Murakami and Perez Cordova form an unexpected symmetry at the MCA

The Chicago Tribune

Taken together, two solo exhibitions currently on view at the Museum of Contemporary Art demand this odd question. The shows are "The Octopus Eats Its Own Leg," a blockbuster retrospective by the Japanese superstar Takashi Murakami, and "Smoke, nearby," the first major presentation by Tania Pérez Córdova, a Mexican sculptor little known in the United States. I doubt that these two artists have ever been exhibited in the same building, and my guess is that they will not be again. Their work has nothing in common, save providing the perfect and necessary antidote for one another.

 

Begin with Murakami, whose exhibition demands immense fortitude of viewers. It's no small feat to withstand thousands of hallucinogenic fungi, psychotic mice, smiling daisies, vomiting giants, rainbow skulls, nightmarish deities, technicolor tsunamis, and a hip-hop bear, all of it slickly fabricated at mammoth scale. We're talking a 59-foot-long painting of a frothing dragon, a 14-foot-high sculpture of a violent blue demon, three-dimensional candy-colored mushrooms dotted with green eyes, and mural-size canvases crowded with dozens of hideously distorted spiritual figures, each draped in layers of clashing fabrics.
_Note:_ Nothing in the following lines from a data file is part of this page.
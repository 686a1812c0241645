//! Voice processing module
//!
//! Handles audio capture, speech segmentation, and playback.
//! STT and TTS calls live in `stt` and `tts`.

mod capture;
mod listener;
mod playback;
pub mod stt;
pub mod tts;

pub use capture::{AudioCapture, SAMPLE_RATE, samples_to_wav};
pub use listener::{
    DEFAULT_ENERGY_THRESHOLD, Listener, SegmenterState, SpeechSegmenter, calibrate_threshold,
};
pub use playback::AudioPlayback;
pub use stt::SpeechToText;
pub use tts::TextToSpeech;
//! Speech segmentation and bounded listening
//!
//! Turns the raw capture buffer into one bounded speech segment: calibrate
//! an energy threshold against ambient noise, wait for speech to start,
//! accumulate until trailing silence or the phrase limit ends the segment.

use std::time::{Duration, Instant};

use crate::config::ListenConfig;
use crate::voice::{AudioCapture, SAMPLE_RATE};
use crate::{Error, Result};

/// Energy threshold used when calibration is disabled
pub const DEFAULT_ENERGY_THRESHOLD: f32 = 0.03;

/// Floor for the calibrated threshold so a silent room never yields zero
const MIN_ENERGY_THRESHOLD: f32 = 0.01;

/// Margin applied to measured ambient energy when calibrating
const CALIBRATION_MARGIN: f32 = 2.5;

/// Minimum duration of speech to count as a segment (in samples at 16kHz)
const MIN_SPEECH_SAMPLES: usize = 4800; // 0.3 seconds

/// Silence duration to consider end of utterance (in samples)
const SILENCE_SAMPLES: usize = 8000; // 0.5 seconds

/// Interval between capture buffer drains
const POLL_INTERVAL: Duration = Duration::from_millis(100);

/// State of the speech segmenter
#[derive(Debug, Clone, Copy, PartialEq, Eq)]
pub enum SegmenterState {
    /// Waiting for speech to start
    Waiting,
    /// Speech detected, accumulating the segment
    Capturing,
}

/// Derive an energy threshold from measured ambient noise
///
/// The analogue of the original ambient-noise adjustment step: the gate is
/// set a margin above the room's resting energy, floored so silence never
/// produces a zero threshold.
#[must_use]
pub fn calibrate_threshold(ambient: &[f32]) -> f32 {
    let ambient_energy = rms(ambient);
    (ambient_energy * CALIBRATION_MARGIN).max(MIN_ENERGY_THRESHOLD)
}

/// Segments one speech utterance out of a stream of audio chunks
pub struct SpeechSegmenter {
    threshold: f32,
    state: SegmenterState,
    speech_buffer: Vec<f32>,
    speech_samples: usize,
    silence_counter: usize,
}

impl SpeechSegmenter {
    /// Create a segmenter with the given energy threshold
    #[must_use]
    pub const fn with_threshold(threshold: f32) -> Self {
        Self {
            threshold,
            state: SegmenterState::Waiting,
            speech_buffer: Vec::new(),
            speech_samples: 0,
            silence_counter: 0,
        }
    }

    /// Feed a chunk of samples; returns true when a segment is complete
    ///
    /// A segment completes once at least the minimum amount of speech has
    /// accumulated and trailing silence exceeds the end-of-utterance window.
    pub fn push(&mut self, samples: &[f32]) -> bool {
        if samples.is_empty() {
            return false;
        }

        let energy = rms(samples);
        let is_speech = energy > self.threshold;

        match self.state {
            SegmenterState::Waiting => {
                if is_speech {
                    self.state = SegmenterState::Capturing;
                    self.speech_buffer.clear();
                    self.speech_buffer.extend_from_slice(samples);
                    self.speech_samples = samples.len();
                    self.silence_counter = 0;
                    tracing::trace!(energy, "speech started");
                }
            }
            SegmenterState::Capturing => {
                self.speech_buffer.extend_from_slice(samples);

                if is_speech {
                    self.speech_samples += samples.len();
                    self.silence_counter = 0;
                } else {
                    self.silence_counter += samples.len();
                }

                tracing::trace!(
                    buffer_len = self.speech_buffer.len(),
                    silence = self.silence_counter,
                    energy,
                    "capturing"
                );

                // Trailing silence only counts as end-of-utterance once
                // enough actual speech has accumulated
                if self.silence_counter > SILENCE_SAMPLES
                    && self.speech_samples > MIN_SPEECH_SAMPLES
                {
                    tracing::debug!(samples = self.speech_buffer.len(), "segment complete");
                    return true;
                }

                // A short blip followed by silence was not speech
                if self.silence_counter > SILENCE_SAMPLES * 2 {
                    tracing::trace!("false start, resetting");
                    self.reset();
                }
            }
        }

        false
    }

    /// Whether speech has started and is being accumulated
    #[must_use]
    pub fn speech_started(&self) -> bool {
        self.state == SegmenterState::Capturing
    }

    /// Length of the accumulated segment in samples
    #[must_use]
    pub fn speech_len(&self) -> usize {
        self.speech_buffer.len()
    }

    /// Take the accumulated segment, clearing the buffer
    pub fn take_segment(&mut self) -> Vec<f32> {
        self.speech_samples = 0;
        std::mem::take(&mut self.speech_buffer)
    }

    /// Reset to waiting for speech
    pub fn reset(&mut self) {
        self.state = SegmenterState::Waiting;
        self.speech_buffer.clear();
        self.speech_samples = 0;
        self.silence_counter = 0;
    }

    /// Get current state
    #[must_use]
    pub const fn state(&self) -> SegmenterState {
        self.state
    }

    /// Get the energy threshold in use
    #[must_use]
    pub const fn threshold(&self) -> f32 {
        self.threshold
    }
}

/// Drives one bounded listen against the microphone
pub struct Listener {
    controls: ListenConfig,
}

impl Listener {
    /// Create a listener with the given controls
    #[must_use]
    pub const fn new(controls: ListenConfig) -> Self {
        Self { controls }
    }

    /// Capture one speech segment from the microphone
    ///
    /// Calibrates against ambient noise (when enabled), then polls the
    /// capture buffer until a segment completes, the phrase limit truncates
    /// it, or the timeout expires with no speech started.
    ///
    /// # Errors
    ///
    /// Returns [`Error::ListenTimeout`] if no speech starts within the
    /// timeout, or an audio error if the device fails.
    pub async fn listen(&self, capture: &mut AudioCapture) -> Result<Vec<f32>> {
        capture.start()?;
        capture.clear_buffer();

        let result = self.listen_inner(capture).await;
        capture.stop();
        result
    }

    async fn listen_inner(&self, capture: &AudioCapture) -> Result<Vec<f32>> {
        let threshold = if self.controls.calibration_secs > 0.0 {
            tokio::time::sleep(Duration::from_secs_f64(self.controls.calibration_secs)).await;
            let ambient = capture.take_buffer();
            let threshold = calibrate_threshold(&ambient);
            tracing::debug!(
                ambient_samples = ambient.len(),
                threshold,
                "calibrated energy threshold"
            );
            threshold
        } else {
            DEFAULT_ENERGY_THRESHOLD
        };

        let mut segmenter = SpeechSegmenter::with_threshold(threshold);

        #[allow(clippy::cast_possible_truncation, clippy::cast_sign_loss)]
        let limit_samples = if self.controls.phrase_limit_secs > 0.0 {
            (self.controls.phrase_limit_secs * f64::from(SAMPLE_RATE)) as usize
        } else {
            usize::MAX
        };

        let timeout = (self.controls.timeout_secs > 0.0)
            .then(|| Duration::from_secs_f64(self.controls.timeout_secs));
        let started = Instant::now();

        loop {
            tokio::time::sleep(POLL_INTERVAL).await;

            let chunk = capture.take_buffer();
            if segmenter.push(&chunk) {
                return Ok(segmenter.take_segment());
            }

            if segmenter.speech_started() {
                // The phrase limit caps segment length; truncation is still
                // a successful listen
                if segmenter.speech_len() >= limit_samples {
                    tracing::debug!(limit_samples, "phrase limit reached");
                    let mut segment = segmenter.take_segment();
                    segment.truncate(limit_samples);
                    return Ok(segment);
                }
            } else if let Some(timeout) = timeout
                && started.elapsed() >= timeout
            {
                tracing::debug!(?timeout, "no speech before timeout");
                return Err(Error::ListenTimeout);
            }
        }
    }
}

/// Calculate RMS energy of audio samples
#[allow(clippy::cast_precision_loss)]
fn rms(samples: &[f32]) -> f32 {
    if samples.is_empty() {
        return 0.0;
    }

    let sum_squares: f32 = samples.iter().map(|s| s * s).sum();
    (sum_squares / samples.len() as f32).sqrt()
}

#[cfg(test)]
mod tests {
    use super::*;

    #[test]
    fn test_rms() {
        let silence = vec![0.0f32; 100];
        assert!(rms(&silence) < 0.001);

        let loud = vec![0.5f32; 100];
        assert!(rms(&loud) > 0.4);
    }

    #[test]
    fn test_calibration_floor() {
        let silence = vec![0.0f32; 1600];
        assert!((calibrate_threshold(&silence) - MIN_ENERGY_THRESHOLD).abs() < f32::EPSILON);
    }

    #[test]
    fn test_calibration_scales_with_ambient() {
        let noisy = vec![0.1f32; 1600];
        let threshold = calibrate_threshold(&noisy);
        assert!(threshold > 0.2 && threshold < 0.3);
    }

    #[test]
    fn test_segmenter_ignores_silence() {
        let mut segmenter = SpeechSegmenter::with_threshold(DEFAULT_ENERGY_THRESHOLD);
        let silence = vec![0.0f32; 1600];
        assert!(!segmenter.push(&silence));
        assert_eq!(segmenter.state(), SegmenterState::Waiting);
    }

    #[test]
    fn test_segmenter_completes_on_trailing_silence() {
        let mut segmenter = SpeechSegmenter::with_threshold(DEFAULT_ENERGY_THRESHOLD);

        // 0.5s of speech
        let speech = vec![0.3f32; 8000];
        assert!(!segmenter.push(&speech));
        assert_eq!(segmenter.state(), SegmenterState::Capturing);

        // 0.6s of silence ends the utterance
        let silence = vec![0.0f32; 9600];
        assert!(segmenter.push(&silence));
    }
}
Everything is so loud and so bold as to be unmissable, except by dint of being overwhelmed by everything else.

 

Leave time for Pérez Córdova, because of the quiet relief provided by her witty sculptures. Modest combinations of clay and bank cards, makeup and marble, glass and cheap foam, they require intimate completion by attentive visitors, and sometimes by unnamed people elsewhere in Chicago. A single crystal drop earring dangles from a brass rod; somewhere a women wears its matching other. A bent and stained piece of glass rests on the floor; above it gapes a hole in the ceiling fixture. Atop a waist-high marble column rests a watery divot; in it floats a single colored contact lens, barely visible, its pair who knows where. Everything is so subtle as to be easy to miss, but that just encourages harder looking.

 

For three decades, Murakami has acted like a giant computer into which choice aspects of Japanese and Western culture and history have been fed, amalgamated, and churned back out. He has incorporated the 18th-century painting style of ukiyo-e and the traditional technique of Nihonga, legendary figures from Buddhism and folk tales, the cartoony characters of anime and manga, the disasters of Hiroshima and Fukushima. He's designed luxury handbags for Louis Vuitton, sneakers for Vans, and an album cover for Kanye West. The conscience of Anselm Keifer, the vanguard showmanship of Yves Klein, the commercial brazenness of Andy Warhol all figure as prominent artistic influences from early on. To complete, reinsert bits and pieces of Murakami's own past work and run it all through Kaikai Kiki Ltd., the company he founded in the 1990s on the outskirts of Tokyo and which today employs some 100 young artisans to produce his artwork, in addition to running galleries and a biannual art fair, and managing the careers of young artists.

 

Murakami cannily summarizes the overarching effect of his oeuvre in a video that plays near the entrance to his exhibition. "What is the greatest art piece?" he asks. His answer, "emptiness," betrays a discomforting knowingness about the excess and superficiality of contemporary life, and a willingness to deliver it with maximum force.

 

Pérez Córdova's exhibition, meanwhile, actually looks empty, or at least as if the gallery was being deinstalled. Wood partitions with unpainted backing stand askew or lean against a wall; a dozen damaged panes of glass fill a corner; rough objects rest atop protective mats. Colors range from dull to neutral, except for a rectangle of cracked pink foam and a glass of fluorescent yellow water that could have been accidentally left behind by a preparator who needed somewhere to put an uncapped highlighter pen.

 

To experience any of this as art requires attentiveness to situations that do not ask for it, the cleverness to look for clues in sometimes-hidden captions, and the willingness to see beyond what's strictly visible in the gallery. It's useful to believe what the artist claims of her materials and then some: that a man's flexed bicep really did leave that impression in the pink foam; that those silvery concave shapes are really the result of pouring molten aluminum into a hole in a hill; that the debit card pressed into the center of that clay bowl really links to a unique Banamex account; that somewhere in Chicago there really are people wearing garments and contact lenses that match those here. Time is vital, too, more that the average of 15 to 30 seconds that most people spend looking at an artwork, according to museum researchers. Pérez Córdova offers direct assistance on this one: a ceiling fan hung from a bracket of 2-by-4s spins at a rate of 111 seconds per rotation, the minimum amount of time the artist believes a patron needs for each view. Move too fast, and "Metronome" itself remains imperceptible.

 

If Murakami's studio functions like a movie production company, with his exhibition displaying its highly finished creations, Pérez Córdova's show is a film set, where almost everything has already taken place. The former, like all blockbusters, can't keep from giving us the entertainment we think we want. The latter helps us transcend it.